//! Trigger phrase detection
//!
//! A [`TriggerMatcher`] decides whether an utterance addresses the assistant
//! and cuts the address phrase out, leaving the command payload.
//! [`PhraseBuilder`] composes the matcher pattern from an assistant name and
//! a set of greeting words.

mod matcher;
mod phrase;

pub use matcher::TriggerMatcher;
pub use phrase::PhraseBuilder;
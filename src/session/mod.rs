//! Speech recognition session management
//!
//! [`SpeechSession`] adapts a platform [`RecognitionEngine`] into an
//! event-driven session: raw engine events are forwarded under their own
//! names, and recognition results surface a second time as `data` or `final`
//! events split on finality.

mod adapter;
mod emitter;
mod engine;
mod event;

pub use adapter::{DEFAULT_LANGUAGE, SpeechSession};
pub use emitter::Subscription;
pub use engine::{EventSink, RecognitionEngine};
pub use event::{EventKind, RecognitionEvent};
--
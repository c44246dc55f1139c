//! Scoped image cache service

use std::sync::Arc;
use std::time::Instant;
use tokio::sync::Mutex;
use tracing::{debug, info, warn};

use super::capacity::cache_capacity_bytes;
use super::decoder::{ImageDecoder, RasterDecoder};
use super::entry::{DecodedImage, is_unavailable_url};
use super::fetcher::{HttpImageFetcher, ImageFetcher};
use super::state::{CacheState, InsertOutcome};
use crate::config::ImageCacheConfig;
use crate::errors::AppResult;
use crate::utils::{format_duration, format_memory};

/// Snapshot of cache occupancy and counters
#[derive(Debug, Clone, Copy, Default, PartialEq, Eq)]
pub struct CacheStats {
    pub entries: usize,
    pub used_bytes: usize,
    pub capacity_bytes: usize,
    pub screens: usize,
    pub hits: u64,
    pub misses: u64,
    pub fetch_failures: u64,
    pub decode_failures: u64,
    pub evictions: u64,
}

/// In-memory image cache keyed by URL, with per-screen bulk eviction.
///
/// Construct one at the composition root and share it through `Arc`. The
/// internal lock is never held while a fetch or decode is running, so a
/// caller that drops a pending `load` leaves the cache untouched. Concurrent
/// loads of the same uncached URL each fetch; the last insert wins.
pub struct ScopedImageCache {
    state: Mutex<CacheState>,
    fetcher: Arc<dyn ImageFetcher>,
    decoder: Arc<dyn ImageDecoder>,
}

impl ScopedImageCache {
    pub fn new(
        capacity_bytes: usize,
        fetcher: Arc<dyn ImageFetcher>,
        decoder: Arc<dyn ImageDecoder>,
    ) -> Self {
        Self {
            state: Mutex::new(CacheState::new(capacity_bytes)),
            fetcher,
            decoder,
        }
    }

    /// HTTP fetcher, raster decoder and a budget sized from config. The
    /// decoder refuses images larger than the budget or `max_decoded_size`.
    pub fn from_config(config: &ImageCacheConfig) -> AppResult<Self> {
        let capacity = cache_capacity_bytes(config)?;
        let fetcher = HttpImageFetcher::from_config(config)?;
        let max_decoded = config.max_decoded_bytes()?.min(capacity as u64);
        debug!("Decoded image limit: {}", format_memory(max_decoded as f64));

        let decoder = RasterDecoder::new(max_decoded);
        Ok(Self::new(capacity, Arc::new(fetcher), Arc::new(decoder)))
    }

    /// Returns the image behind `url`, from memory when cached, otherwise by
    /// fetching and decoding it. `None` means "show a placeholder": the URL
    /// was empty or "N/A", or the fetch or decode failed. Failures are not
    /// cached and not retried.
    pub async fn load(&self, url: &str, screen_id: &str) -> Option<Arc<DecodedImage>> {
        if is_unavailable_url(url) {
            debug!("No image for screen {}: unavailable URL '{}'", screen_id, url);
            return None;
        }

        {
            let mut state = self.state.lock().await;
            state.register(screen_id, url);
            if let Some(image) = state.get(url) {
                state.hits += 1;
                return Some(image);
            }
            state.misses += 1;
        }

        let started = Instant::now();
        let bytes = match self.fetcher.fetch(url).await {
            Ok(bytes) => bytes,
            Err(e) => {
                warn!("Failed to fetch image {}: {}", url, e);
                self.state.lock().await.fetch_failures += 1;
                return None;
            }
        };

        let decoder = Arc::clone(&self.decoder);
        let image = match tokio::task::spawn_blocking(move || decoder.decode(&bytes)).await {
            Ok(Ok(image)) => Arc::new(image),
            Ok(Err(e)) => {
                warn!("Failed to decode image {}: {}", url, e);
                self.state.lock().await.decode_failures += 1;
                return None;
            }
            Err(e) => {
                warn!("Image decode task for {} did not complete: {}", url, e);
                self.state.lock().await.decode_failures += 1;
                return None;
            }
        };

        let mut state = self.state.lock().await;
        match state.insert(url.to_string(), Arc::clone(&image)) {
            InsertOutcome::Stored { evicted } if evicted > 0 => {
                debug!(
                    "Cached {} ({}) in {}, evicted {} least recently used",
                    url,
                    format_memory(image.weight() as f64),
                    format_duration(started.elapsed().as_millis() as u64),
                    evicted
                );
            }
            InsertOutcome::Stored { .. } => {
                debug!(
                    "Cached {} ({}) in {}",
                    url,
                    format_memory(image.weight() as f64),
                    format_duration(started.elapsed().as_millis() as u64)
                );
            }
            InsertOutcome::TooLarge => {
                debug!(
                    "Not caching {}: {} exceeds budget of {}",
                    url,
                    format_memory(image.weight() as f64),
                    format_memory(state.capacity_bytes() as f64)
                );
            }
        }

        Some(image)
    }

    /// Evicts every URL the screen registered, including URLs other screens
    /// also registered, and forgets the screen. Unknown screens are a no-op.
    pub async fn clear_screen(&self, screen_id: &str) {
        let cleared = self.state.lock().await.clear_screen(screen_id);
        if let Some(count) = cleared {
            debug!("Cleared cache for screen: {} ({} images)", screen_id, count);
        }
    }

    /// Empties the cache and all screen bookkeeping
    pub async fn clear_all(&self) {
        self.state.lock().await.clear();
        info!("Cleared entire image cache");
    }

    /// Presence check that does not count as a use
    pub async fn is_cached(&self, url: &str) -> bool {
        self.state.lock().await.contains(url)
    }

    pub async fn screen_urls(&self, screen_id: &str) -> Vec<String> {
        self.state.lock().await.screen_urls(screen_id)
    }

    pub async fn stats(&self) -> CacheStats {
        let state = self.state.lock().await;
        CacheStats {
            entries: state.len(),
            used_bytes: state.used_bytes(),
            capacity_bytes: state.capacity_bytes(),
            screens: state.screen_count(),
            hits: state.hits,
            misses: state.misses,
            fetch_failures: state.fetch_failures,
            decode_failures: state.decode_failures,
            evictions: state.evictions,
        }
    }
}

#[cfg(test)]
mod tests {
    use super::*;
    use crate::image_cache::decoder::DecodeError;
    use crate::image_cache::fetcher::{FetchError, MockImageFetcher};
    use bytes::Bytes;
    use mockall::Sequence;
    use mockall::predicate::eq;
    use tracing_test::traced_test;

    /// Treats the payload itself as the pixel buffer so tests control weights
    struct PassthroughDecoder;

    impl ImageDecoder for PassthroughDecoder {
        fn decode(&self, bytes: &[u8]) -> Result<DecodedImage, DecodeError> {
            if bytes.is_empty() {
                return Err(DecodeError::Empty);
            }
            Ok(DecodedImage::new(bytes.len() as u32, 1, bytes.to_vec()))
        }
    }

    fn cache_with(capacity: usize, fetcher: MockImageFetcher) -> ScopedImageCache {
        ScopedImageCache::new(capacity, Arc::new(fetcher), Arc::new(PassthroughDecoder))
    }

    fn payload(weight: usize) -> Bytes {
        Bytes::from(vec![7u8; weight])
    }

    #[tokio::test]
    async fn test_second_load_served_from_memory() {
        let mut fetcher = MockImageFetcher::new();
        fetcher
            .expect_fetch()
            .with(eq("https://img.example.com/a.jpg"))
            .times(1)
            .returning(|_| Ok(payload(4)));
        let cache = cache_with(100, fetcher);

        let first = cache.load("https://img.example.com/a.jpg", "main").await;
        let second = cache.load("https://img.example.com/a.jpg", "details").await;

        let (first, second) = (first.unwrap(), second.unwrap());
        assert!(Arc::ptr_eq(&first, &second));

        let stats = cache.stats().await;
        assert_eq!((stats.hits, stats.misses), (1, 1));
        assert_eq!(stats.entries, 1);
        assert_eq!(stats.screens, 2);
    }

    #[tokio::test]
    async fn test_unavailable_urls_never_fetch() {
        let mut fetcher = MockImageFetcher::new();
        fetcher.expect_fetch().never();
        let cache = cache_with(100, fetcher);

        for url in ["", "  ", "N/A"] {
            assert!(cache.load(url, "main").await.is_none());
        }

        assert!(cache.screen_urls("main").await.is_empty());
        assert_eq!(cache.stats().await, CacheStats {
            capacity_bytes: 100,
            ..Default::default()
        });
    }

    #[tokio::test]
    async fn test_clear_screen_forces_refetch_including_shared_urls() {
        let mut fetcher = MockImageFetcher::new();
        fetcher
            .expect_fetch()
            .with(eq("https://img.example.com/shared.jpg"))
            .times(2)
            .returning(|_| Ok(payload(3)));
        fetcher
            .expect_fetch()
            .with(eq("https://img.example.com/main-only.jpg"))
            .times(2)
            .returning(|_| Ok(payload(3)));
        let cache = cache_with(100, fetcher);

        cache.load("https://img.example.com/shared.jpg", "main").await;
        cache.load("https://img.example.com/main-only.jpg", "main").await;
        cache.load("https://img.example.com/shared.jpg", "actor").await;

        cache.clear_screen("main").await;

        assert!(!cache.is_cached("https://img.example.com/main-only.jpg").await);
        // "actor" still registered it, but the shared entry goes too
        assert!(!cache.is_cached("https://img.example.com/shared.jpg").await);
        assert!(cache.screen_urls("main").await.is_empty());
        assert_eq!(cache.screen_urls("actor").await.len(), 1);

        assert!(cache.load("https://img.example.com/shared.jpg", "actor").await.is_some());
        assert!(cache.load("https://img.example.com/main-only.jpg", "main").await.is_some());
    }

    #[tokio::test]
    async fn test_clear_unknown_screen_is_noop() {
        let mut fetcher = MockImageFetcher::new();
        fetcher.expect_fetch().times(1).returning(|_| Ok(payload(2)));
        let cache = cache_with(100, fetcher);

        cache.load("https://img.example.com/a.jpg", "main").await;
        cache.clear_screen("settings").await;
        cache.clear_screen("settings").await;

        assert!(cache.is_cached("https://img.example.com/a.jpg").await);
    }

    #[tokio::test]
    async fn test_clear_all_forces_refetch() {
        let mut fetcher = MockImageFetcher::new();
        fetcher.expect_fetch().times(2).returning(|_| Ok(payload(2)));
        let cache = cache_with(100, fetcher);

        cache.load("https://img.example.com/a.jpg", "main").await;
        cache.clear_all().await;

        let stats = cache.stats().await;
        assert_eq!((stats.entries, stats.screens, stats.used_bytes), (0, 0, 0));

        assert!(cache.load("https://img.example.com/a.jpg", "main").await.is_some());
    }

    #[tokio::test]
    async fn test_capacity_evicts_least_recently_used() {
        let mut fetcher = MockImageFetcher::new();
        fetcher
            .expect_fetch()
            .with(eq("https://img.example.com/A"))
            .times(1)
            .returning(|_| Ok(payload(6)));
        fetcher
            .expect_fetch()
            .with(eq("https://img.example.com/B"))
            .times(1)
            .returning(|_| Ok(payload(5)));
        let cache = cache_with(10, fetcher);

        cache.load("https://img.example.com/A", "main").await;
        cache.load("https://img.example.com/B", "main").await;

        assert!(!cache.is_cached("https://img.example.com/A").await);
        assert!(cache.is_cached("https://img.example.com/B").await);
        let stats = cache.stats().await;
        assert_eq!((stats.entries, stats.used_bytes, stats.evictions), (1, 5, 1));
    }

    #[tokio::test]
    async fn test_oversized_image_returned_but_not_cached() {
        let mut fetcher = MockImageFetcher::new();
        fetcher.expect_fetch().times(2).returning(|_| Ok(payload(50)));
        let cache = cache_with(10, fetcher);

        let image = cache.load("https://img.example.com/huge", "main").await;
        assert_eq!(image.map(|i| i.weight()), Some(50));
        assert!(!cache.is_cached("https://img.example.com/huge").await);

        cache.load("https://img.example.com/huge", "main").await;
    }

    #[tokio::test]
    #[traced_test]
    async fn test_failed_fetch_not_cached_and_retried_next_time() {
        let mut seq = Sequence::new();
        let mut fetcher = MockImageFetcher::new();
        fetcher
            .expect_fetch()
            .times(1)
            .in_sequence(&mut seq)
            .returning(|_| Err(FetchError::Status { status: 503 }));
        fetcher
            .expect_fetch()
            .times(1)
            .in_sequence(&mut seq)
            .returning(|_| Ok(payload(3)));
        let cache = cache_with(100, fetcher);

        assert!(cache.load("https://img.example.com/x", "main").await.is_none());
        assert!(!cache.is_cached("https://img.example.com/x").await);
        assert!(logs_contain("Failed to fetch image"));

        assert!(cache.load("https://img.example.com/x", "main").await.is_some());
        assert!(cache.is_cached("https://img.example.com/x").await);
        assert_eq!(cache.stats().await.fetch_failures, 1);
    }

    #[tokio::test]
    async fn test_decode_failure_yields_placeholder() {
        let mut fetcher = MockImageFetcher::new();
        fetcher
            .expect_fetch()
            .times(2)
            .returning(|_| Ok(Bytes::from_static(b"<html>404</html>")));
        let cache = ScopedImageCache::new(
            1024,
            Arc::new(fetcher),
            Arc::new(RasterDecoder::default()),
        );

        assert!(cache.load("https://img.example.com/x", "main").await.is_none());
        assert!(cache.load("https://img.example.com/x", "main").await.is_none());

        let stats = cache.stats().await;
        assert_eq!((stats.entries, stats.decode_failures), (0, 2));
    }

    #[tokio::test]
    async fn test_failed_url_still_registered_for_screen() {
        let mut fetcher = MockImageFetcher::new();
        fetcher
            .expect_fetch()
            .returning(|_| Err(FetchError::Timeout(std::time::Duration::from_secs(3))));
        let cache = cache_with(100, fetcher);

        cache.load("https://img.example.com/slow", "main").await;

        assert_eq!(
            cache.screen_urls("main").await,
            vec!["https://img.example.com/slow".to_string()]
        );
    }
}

* _Work to be completed_
Write out each line of the data that holds the string "elapsed".

* _Result_
                    format_duration(started.elapsed().as_millis() as u64),
                    format_duration(started.elapsed().as_millis() as u64)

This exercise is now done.